Not only was the tool able to help doctors diagnose patients faster and more accurately, but it could also be used to develop better drugs to treat macular degeneration.
In another paper, the team devised a way to synthesize multiple images from different time points to more accurately check if there has been growth in the size of blood vessel damage or a tumor, for example.
“When you’re looking at retinal diseases in the retinal periphery, or the outer edges, they are difficult to see,” said Freeman. “To track changes over time, typically, you would compare images from the previous and current years to see if it has grown past a specific point, like a blood vessel or marker.”
The engineers developed a method to overlap previous images with the current image of a patient’s eye so that it’s immediately evident whether the object in question has grown or changed from previous years. The AI method localized the spot in question 37 percent faster than the traditional side-by-side image comparison, and with a 0 percent error rate, compared to 18 percent error rate in a side-by-side comparison by ophthalmologists.
The ophthalmologists and engineers have developed deep learning networks to correct eye motion in 3D retinal imaging, quantitatively evaluate morphological changes in vasculature due to age-related macular degeneration using OCTA angiography, corrected distortions between ultra-widefield and narrow-angle retinal images, and created an AI tool to overlay multimodal images from different optical instruments in patients with retinitis pigmentosa, among many other joint advances.
The clinicians are adamant that these algorithms and models are ultimately just tools and are meant to enhance, not replace, the expertise and ethical decision-making of ophthalmologists.

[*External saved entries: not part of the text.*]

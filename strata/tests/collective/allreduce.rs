use std::sync::Arc;
use strata::decision::AllreduceTable;
use strata::{
    AllreduceAlgorithm, Communicator, DataType, DecisionTables, DeviceAdapter, EngineConfig,
    LocalCluster, LocalMemoryDomain, Operator, Plan, ReduceOp, Result, SendBuf,
};

use super::helpers::{SimulatedDevice, run_collective, run_with};

fn last_allreduce(plan: Option<Plan>) -> Option<AllreduceAlgorithm> {
    match plan {
        Some(Plan::Allreduce(algo)) => Some(algo),
        _ => None,
    }
}

/// Product of 2x2 integer matrices, four `u32`s per element, row-major.
/// Associative but not commutative.
struct MatMul;

impl Operator for MatMul {
    fn is_commutative(&self) -> bool {
        false
    }

    fn apply(&self, acc: &mut [u8], rhs: &[u8], _count: usize, _dtype: DataType) -> Result<()> {
        for (a, b) in acc.chunks_exact_mut(16).zip(rhs.chunks_exact(16)) {
            let product = matmul(words(a), words(b));
            for (dst, w) in a.chunks_exact_mut(4).zip(product) {
                dst.copy_from_slice(&w.to_le_bytes());
            }
        }
        Ok(())
    }

    fn name(&self) -> &str {
        "matmul"
    }
}

fn words(bytes: &[u8]) -> [u32; 4] {
    let mut out = [0u32; 4];
    for (w, chunk) in out.iter_mut().zip(bytes.chunks_exact(4)) {
        *w = u32::from_le_bytes([chunk[0], chunk[1], chunk[2], chunk[3]]);
    }
    out
}

fn matmul(a: [u32; 4], b: [u32; 4]) -> [u32; 4] {
    [
        a[0].wrapping_mul(b[0]).wrapping_add(a[1].wrapping_mul(b[2])),
        a[0].wrapping_mul(b[1]).wrapping_add(a[1].wrapping_mul(b[3])),
        a[2].wrapping_mul(b[0]).wrapping_add(a[3].wrapping_mul(b[2])),
        a[2].wrapping_mul(b[1]).wrapping_add(a[3].wrapping_mul(b[3])),
    ]
}

fn rank_matrix(rank: u32) -> [u32; 4] {
    [rank + 1, 1, 1, 0]
}

#[tokio::test(flavor = "multi_thread", worker_threads = 4)]
async fn test_allreduce_4_ranks_sum() {
    run_collective(LocalCluster::single_node(4), EngineConfig::default(), |m| async move {
        let send = [1.0f32];
        let mut recv = [0.0f32];
        m.engine
            .allreduce_slice(&m.comm, &send, &mut recv, DataType::F32, &ReduceOp::Sum)
            .await
            .unwrap();
        assert_eq!(recv, [4.0]);
        assert_eq!(
            last_allreduce(m.engine.last_plan()),
            Some(AllreduceAlgorithm::RecursiveDoubling)
        );
    })
    .await;
}

#[tokio::test(flavor = "multi_thread", worker_threads = 4)]
async fn test_two_ranks_skip_hierarchy() {
    run_collective(LocalCluster::single_node(2), EngineConfig::default(), |m| async move {
        let mut data = vec![m.comm.rank() as i64 + 5; 100];
        m.engine
            .allreduce_in_place(&m.comm, &mut data, DataType::I64, &ReduceOp::Max)
            .await
            .unwrap();
        assert_eq!(data, vec![6i64; 100]);
        assert_eq!(
            last_allreduce(m.engine.last_plan()),
            Some(AllreduceAlgorithm::ReduceScatterAllgather)
        );
        assert_eq!(m.engine.cached_comms().await, 0);
    })
    .await;
}

#[tokio::test(flavor = "multi_thread", worker_threads = 4)]
async fn test_single_rank_copies() {
    run_collective(LocalCluster::single_node(1), EngineConfig::default(), |m| async move {
        let send = [3u64, 4, 5];
        let mut recv = [0u64; 3];
        m.engine
            .allreduce_slice(&m.comm, &send, &mut recv, DataType::U64, &ReduceOp::Prod)
            .await
            .unwrap();
        assert_eq!(recv, send);
        assert_eq!(
            last_allreduce(m.engine.last_plan()),
            Some(AllreduceAlgorithm::Copy)
        );
    })
    .await;
}

#[tokio::test(flavor = "multi_thread", worker_threads = 4)]
async fn test_multi_node_uses_reduce_scatter_allgather() {
    run_collective(LocalCluster::uniform(2, 1, 1, 4), EngineConfig::default(), |m| async move {
        let rank = m.comm.rank();
        let send: Vec<f64> = (0..1000).map(|i| (rank + 1) as f64 * i as f64).collect();
        let mut recv = vec![0.0f64; 1000];
        m.engine
            .allreduce_slice(&m.comm, &send, &mut recv, DataType::F64, &ReduceOp::Sum)
            .await
            .unwrap();
        let expected: Vec<f64> = (0..1000).map(|i| 36.0 * i as f64).collect();
        assert_eq!(recv, expected, "rank {rank}");
        assert_eq!(
            last_allreduce(m.engine.last_plan()),
            Some(AllreduceAlgorithm::ReduceScatterAllgather)
        );
    })
    .await;
}

#[tokio::test(flavor = "multi_thread", worker_threads = 4)]
async fn test_shm_staged_interleaved_with_shm_broadcast() {
    // 16 ranks over two sockets of two NUMA domains.
    run_collective(LocalCluster::uniform(1, 2, 2, 4), EngineConfig::default(), |m| async move {
        let rank = m.comm.rank();
        for round in 0..4u32 {
            let mut data: Vec<u32> = (0..16).map(|i| rank * 100 + i + round).collect();
            m.engine
                .allreduce_in_place(&m.comm, &mut data, DataType::U32, &ReduceOp::Sum)
                .await
                .unwrap();
            let expected: Vec<u32> = (0..16).map(|i| 100 * 120 + 16 * (i + round)).collect();
            assert_eq!(data, expected, "rank {rank} round {round}");
            assert_eq!(
                last_allreduce(m.engine.last_plan()),
                Some(AllreduceAlgorithm::ShmStaged)
            );

            let root = (round * 5) % 16;
            let mut bcast = if rank == root { vec![round as u8; 32] } else { vec![0u8; 32] };
            m.engine
                .broadcast_slice(&m.comm, &mut bcast, DataType::U8, root)
                .await
                .unwrap();
            assert_eq!(bcast, vec![round as u8; 32]);
        }
    })
    .await;
}

#[tokio::test(flavor = "multi_thread", worker_threads = 4)]
async fn test_shm_staged_separate_buffers() {
    run_collective(LocalCluster::uniform(1, 1, 2, 3), EngineConfig::default(), |m| async move {
        let rank = m.comm.rank();
        let send = vec![rank as f32 + 1.0; 32];
        let mut recv = vec![0.0f32; 32];
        m.engine
            .allreduce_slice(&m.comm, &send, &mut recv, DataType::F32, &ReduceOp::Sum)
            .await
            .unwrap();
        assert_eq!(recv, vec![21.0f32; 32]);
        assert_eq!(send, vec![rank as f32 + 1.0; 32]);
    })
    .await;
}

#[tokio::test(flavor = "multi_thread", worker_threads = 4)]
async fn test_single_copy_scatter_releases_mappings() {
    let memory = run_collective(LocalCluster::single_node(4), EngineConfig::default(), |m| async move {
        let rank = m.comm.rank();
        let send: Vec<f32> = (0..16384).map(|i| (i % 7) as f32 + rank as f32).collect();
        let mut recv = vec![0.0f32; 16384];
        m.engine
            .allreduce_slice(&m.comm, &send, &mut recv, DataType::F32, &ReduceOp::Sum)
            .await
            .unwrap();
        let expected: Vec<f32> = (0..16384).map(|i| 4.0 * (i % 7) as f32 + 6.0).collect();
        assert_eq!(recv, expected, "rank {rank}");
        assert_eq!(
            last_allreduce(m.engine.last_plan()),
            Some(AllreduceAlgorithm::SingleCopyScatter)
        );
    })
    .await;
    assert_eq!(memory.live_mappings(), 0);
    assert_eq!(memory.live_registrations(), 0);
}

fn single_copy_tables() -> DecisionTables {
    DecisionTables {
        allreduce: AllreduceTable {
            rd_below: 0,
            shm_below: 0,
            rd_upto: 0,
            rsag_below: 0,
            scatter_below: 1024,
            hierarchical_upto: 1 << 20,
        },
        ..DecisionTables::default()
    }
}

async fn check_single_copy(config: EngineConfig, count: usize, expected_algo: AllreduceAlgorithm) {
    let cluster = LocalCluster::uniform(1, 2, 2, 2);
    let memory = run_collective(cluster, config, move |m| async move {
        let rank = m.comm.rank();
        let engine = m.engine.with_tables(single_copy_tables());
        for in_place in [false, true] {
            let send: Vec<u32> = (0..count as u32).map(|i| i * (rank + 1)).collect();
            let mut recv = if in_place { send.clone() } else { vec![0u32; count] };
            let send_buf = if in_place {
                SendBuf::InPlace
            } else {
                SendBuf::Ptr(send.as_ptr() as u64)
            };
            unsafe {
                engine
                    .allreduce(
                        &m.comm,
                        send_buf,
                        recv.as_mut_ptr() as u64,
                        count,
                        DataType::U32,
                        &ReduceOp::Sum,
                    )
                    .await
                    .unwrap();
            }
            let expected: Vec<u32> = (0..count as u32).map(|i| i * 36).collect();
            assert_eq!(recv, expected, "rank {rank} in_place {in_place}");
            assert_eq!(last_allreduce(engine.last_plan()), Some(expected_algo));
        }
    })
    .await;
    assert_eq!(memory.live_mappings(), 0);
    assert_eq!(memory.live_registrations(), 0);
}

#[tokio::test(flavor = "multi_thread", worker_threads = 4)]
async fn test_single_copy_hierarchical() {
    check_single_copy(
        EngineConfig::default(),
        301,
        AllreduceAlgorithm::SingleCopyHierarchical,
    )
    .await;
}

#[tokio::test(flavor = "multi_thread", worker_threads = 4)]
async fn test_single_copy_scatter_uneven_chunks() {
    check_single_copy(EngineConfig::default(), 131, AllreduceAlgorithm::SingleCopyScatter).await;
}

#[tokio::test(flavor = "multi_thread", worker_threads = 4)]
async fn test_single_copy_through_scratch_buffer() {
    let config = EngineConfig {
        smsc_use_sr_buf: false,
        ..EngineConfig::default()
    };
    check_single_copy(config.clone(), 301, AllreduceAlgorithm::SingleCopyHierarchical).await;
    check_single_copy(config, 131, AllreduceAlgorithm::SingleCopyScatter).await;
}

#[tokio::test(flavor = "multi_thread", worker_threads = 4)]
async fn test_small_scratch_falls_back_to_rsag() {
    let config = EngineConfig {
        smsc_use_sr_buf: false,
        smsc_buf_size: 1024,
        ..EngineConfig::default()
    };
    check_single_copy(config, 301, AllreduceAlgorithm::ReduceScatterAllgather).await;
}

#[tokio::test(flavor = "multi_thread", worker_threads = 4)]
async fn test_without_mapping_falls_back_to_rsag() {
    run_with(
        LocalCluster::single_node(4),
        EngineConfig::default(),
        LocalMemoryDomain::without_mapping(),
        None,
        |m| async move {
            let mut data = vec![2.0f64; 10_000];
            m.engine
                .allreduce_in_place(&m.comm, &mut data, DataType::F64, &ReduceOp::Sum)
                .await
                .unwrap();
            assert_eq!(data, vec![8.0f64; 10_000]);
            assert_eq!(
                last_allreduce(m.engine.last_plan()),
                Some(AllreduceAlgorithm::ReduceScatterAllgather)
            );
        },
    )
    .await;
}

#[tokio::test(flavor = "multi_thread", worker_threads = 4)]
async fn test_non_commutative_keeps_rank_order() {
    run_collective(LocalCluster::uniform(1, 2, 1, 3), EngineConfig::default(), |m| async move {
        let rank = m.comm.rank();
        let mine = rank_matrix(rank);
        let mut data = vec![0u32; 8];
        data[..4].copy_from_slice(&mine);
        data[4..].copy_from_slice(&mine);
        m.engine
            .allreduce_in_place(&m.comm, &mut data, DataType::U32, &MatMul)
            .await
            .unwrap();

        let expected = (1..6).fold(rank_matrix(0), |acc, r| matmul(acc, rank_matrix(r)));
        assert_eq!(&data[..4], &expected, "rank {rank}");
        assert_eq!(&data[4..], &expected, "rank {rank}");
        assert_eq!(
            last_allreduce(m.engine.last_plan()),
            Some(AllreduceAlgorithm::RecursiveDoubling)
        );
    })
    .await;
}

#[tokio::test(flavor = "multi_thread", worker_threads = 4)]
async fn test_device_buffers_match_host_result() {
    for device in [false, true] {
        let adapter: Option<Arc<dyn DeviceAdapter>> =
            device.then(|| Arc::new(SimulatedDevice::default()) as Arc<dyn DeviceAdapter>);
        run_with(
            LocalCluster::uniform(1, 2, 2, 2),
            EngineConfig::default(),
            LocalMemoryDomain::new(),
            adapter,
            move |m| async move {
                let rank = m.comm.rank();
                let mut data: Vec<i32> = (0..24).map(|i| i - rank as i32).collect();
                m.engine
                    .allreduce_in_place(&m.comm, &mut data, DataType::I32, &ReduceOp::Min)
                    .await
                    .unwrap();
                let expected: Vec<i32> = (0..24).map(|i| i - 7).collect();
                assert_eq!(data, expected, "device {device}");
                let algo = last_allreduce(m.engine.last_plan());
                if device {
                    assert_eq!(algo, Some(AllreduceAlgorithm::RecursiveDoubling));
                } else {
                    assert_eq!(algo, Some(AllreduceAlgorithm::ShmStaged));
                }
            },
        )
        .await;
    }
}

#[tokio::test(flavor = "multi_thread", worker_threads = 4)]
async fn test_plan_allreduce_agrees_with_execution() {
    run_collective(LocalCluster::single_node(6), EngineConfig::default(), |m| async move {
        for count in [4usize, 64, 256, 4096, 20_000] {
            let planned = m
                .engine
                .plan_allreduce(&m.comm, count, DataType::F32, &ReduceOp::Sum)
                .await
                .unwrap();
            let mut data = vec![1.0f32; count];
            m.engine
                .allreduce_in_place(&m.comm, &mut data, DataType::F32, &ReduceOp::Sum)
                .await
                .unwrap();
            assert_eq!(data, vec![6.0f32; count]);
            assert_eq!(m.engine.last_plan(), Some(Plan::Allreduce(planned)), "count {count}");
        }
    })
    .await;
}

Engineering for the public good
Bo Wen, an electrical engineering graduate student who is collaborating on these ophthalmology projects, said having such tangible results has been a huge motivator for him and the other electrical engineering students involved.
“If we’re not actually helping people, then why are we doing this?” Wen said. “If we are only here to get some papers published, that’s too superficial. We want to have our work make an impact in disease diagnosis and treatment.”
Nguyen encouraged other faculty and students at UC San Diego to invest the time to develop collaborations across campus. With nearly 4,000 faculty members working on leading-edge research, there are endless opportunities to apply expertise in a new way.
“The real power of this collaboration is that we understand our expertise, we understand our contributions, and we regularly meet with one another to see how we can both leverage that expertise,” said Nguyen. “There are many opportunities for engineers to branch out and really serve and make an impact on real problems — that’s what I love the most about this.”